Only 100 out of nearly 400 listed firms scored above 30 percent. Using the Department of Trade and Industry’s scoring matrix, the other 300 would be non-compliant contributors. This means about 25 percent of listed firms are compliant with the broad-based BEE rules. Analysis will be restricted to these top 100 BEE contributors.

To unpack the data in accordance with the elements of broad-based BEE shows progress. This year is the second year of the BEE Codes of Good Practice, so there is uniformity in the measurement of the contributions from different firms. Ownership is one area where progress has been good.

The average score of the top 100 is 14.55 out 20 points allocated to the ownership elements in the BEE codes. Only two firms did not have a level of direct ownership. The average ownership by black women was 6 percent, while the overall ownership of the top 100 BEE contributors was about 25.6 percent. This simple average is high because of the high black ownership levels of Sekunjalo, HCI, Merafe and Gijima AST Group, among others. This score considered the assets sold to black people by the existing listed firms.

Human resource development is a perennial challenge for most firms. The management element had an average score of 4.98 points. But here are more black people being appointed to the boards in a non-executive capacity. There are 48 firms that do not have black people in top management. When all the JSE data is considered, the picture does not improve at all.

Source: Business Report – Vuyo Jack

Employment equity is still the worst-performing element of broad-based BEE, with an average score of 5.9 out of 15 points. When the top 200 firms are considered, the average score drops to 3.3 points.

Skills development is feeling the brunt of the downturn. This is first to get chopped in cost-cutting. The average score of the top 100 is 6.1 out of 15 allocated points. On average the top firms spend 1.65 percent of the payroll on skills development. The trend of skills development being seen as a tax has not changed much. Skills development has a significant role to play in driving the integration of black people into the thrust of the economy.

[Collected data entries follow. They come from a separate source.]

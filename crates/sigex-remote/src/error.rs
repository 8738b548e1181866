//! Error types for remote calls

use thiserror::Error;

pub type RemoteResult<T> = Result<T, RemoteError>;

#[derive(Debug, Error)]
pub enum RemoteError {
    #[error("Request failed: {0}")]
    Http(#[from] reqwest::Error),

    #[error("ThreatExchange returned {status}: {body}")]
    Status { status: u16, body: String },

    #[error("Unexpected response: {0}")]
    Parse(String),

    #[error("No ThreatExchange API token configured (set one with --api-token)")]
    MissingToken,
}
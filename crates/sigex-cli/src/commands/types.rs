//! Signal and content type listings

use clap::ValueEnum;

use sigex_core::Settings;

#[derive(ValueEnum, Clone, Copy, Debug)]
pub enum ListAction {
    List,
}

pub fn execute_signal(
    action: ListAction,
    settings: &Settings<'_>,
) -> Result<(), Box<dyn std::error::Error>> {
    match action {
        ListAction::List => print_sorted(
            settings
                .signal_types()
                .signal_types()
                .iter()
                .map(|s| (s.name.as_str(), s.qualified_name.as_str())),
        ),
    }
    Ok(())
}

pub fn execute_content(
    action: ListAction,
    settings: &Settings<'_>,
) -> Result<(), Box<dyn std::error::Error>> {
    match action {
        ListAction::List => print_sorted(
            settings
                .signal_types()
                .content_types()
                .iter()
                .map(|c| (c.name.as_str(), c.qualified_name.as_str())),
        ),
    }
    Ok(())
}

fn print_sorted<'a>(entries: impl Iterator<Item = (&'a str, &'a str)>) {
    let mut entries: Vec<_> = entries.collect();
    entries.sort_unstable();
    for (name, qualified_name) in entries {
        println!("{name} {qualified_name}");
    }
}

Preferential procurement remains a big challenge, with most of it going to bigger firms. The average score on the preferential procurement element for the top 100 BEE contributors was 11.52 out of 20 points. The smaller companies still do not get a greater proportion of the procurement budget. Entities owned by black women are off the radar of most listed firms. Greater effort has to be made in procurement from small, medium and micro enterprises and black-owned firms, especially those owned by women.

In the public sector, the stumbling block facing government procurement is the lack of harmony between the Preferential Procurement Policy Framework Act and the codes. This means small black firms do not benefit from government procurement, which affects their survival. This is the Achilles heel of BEE as it stops the trickle-down effect and punishes early adopters of the broad-based BEE concept.

The enterprise development element is slowly gaining momentum as most companies figure out how they can contribute to it. The average score of the top firms is 10.6 out of 15 points. Early payment terms to black suppliers are increasingly used to increase the financial support for emerging businesses. The BEE funding provided by financial institutions is included in this element. Socio-economic development is always the element where there is overperformance. On this, firms spent about 3.75 percent of profit after tax, and the average score was 4.2 out of 5 points.

What was clear from the gathering of the raw data is that the level of disclosure when it comes to BEE data is still not at the desirable level. This is where King 3 recommendations become more critical in ensuring integrated reporting enables the pertinent data to be disclosed adequately.